Anglia: Sensacyjna porażka Arsenalu!

Arsenal Londyn w ostatnim meczu 34. kolejki Premier League sensacyjnie przegrał na Emirates Stadium z Wigan Athletic. The Latics po dziewięciu minutach prowadzili już 2:0 i nie oddali go do ostatnich minut spotkania!

Arsenal przystępował do meczu z Wigan jako zdecydowany faworyt. Wprawdzie Wigan ograło ostatnio Manchester United, będąc zespołem dużo lepszym. Teraz na Emirates Stadium liczył choćby na punkty. Tymczasem pojedynek z Kanonierami zaczął się wyśmienicie dla podopiecznych Roberto Martineza. Po ośmiu minutach The Latics prowadzili 2:0! Kibice Arsenalu byli w szoku, że drużyna bijąca się o ligowy byt wygrywa z ich pupilami będącymi w wysokiej formie.

Najpierw w siódmej minucie Wojciecha Szczęsnego pokonał były snajper Chelsea Londyn Franco Di Santo. Polak nie mógł w tej sytuacji zrobić za wiele. 60 sekund później do asysty Jordi Gomez dołożył także bramkę. Arsenal był w szoku, ale od razu rzucił się na swoich rywali.

Tymczasem sytuację jeszcze bardziej skomplikowała kontuzja Mikela Artety. Zastąpił go Aaron Ramsey. Kilka minut później Al Habsi popisał się wyśmienitą interwencją po strzale głową Tomasa Rosicky'ego. W 21. minucie był już bez szans, gdy pokonał go Thomas Vermaelen. W Kanonierów wstąpiła nowa siła.

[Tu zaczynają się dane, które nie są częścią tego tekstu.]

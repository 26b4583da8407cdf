//! Typed errors for record validation and date parsing.

use thiserror::Error;

#[derive(Debug, Clone, PartialEq, Eq, Error)]
pub enum RecordError {
    /// Stored value is not `YYYY-MM-DD` or not a real calendar date.
    #[error("malformed birth date '{value}': expected a calendar date as YYYY-MM-DD")]
    MalformedDate { value: String },

    #[error("name is required")]
    MissingName,

    #[error("birth date is required")]
    MissingDate,

    #[error("no birthday with id '{0}'")]
    NotFound(String),
}

/// Receives per-record failures that were skipped during a batch operation.
pub trait ErrorReporter {
    fn report(&self, record_id: &str, error: &RecordError);
}

impl<F> ErrorReporter for F
where
    F: Fn(&str, &RecordError),
{
    fn report(&self, record_id: &str, error: &RecordError) {
        self(record_id, error)
    }
}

Do końca pierwszej połowy trwał napór gospodarzy. Bramka wisiała w powietrzu. Do przerwy jednak nie padła. Fani londyńczyków mieli nadzieję, że po zmianie stron Arsenal strzeli dwa gole i wygra. Tymczasem mijały kolejne minuty, a Kanonierzy zaczęli bić głową w mur.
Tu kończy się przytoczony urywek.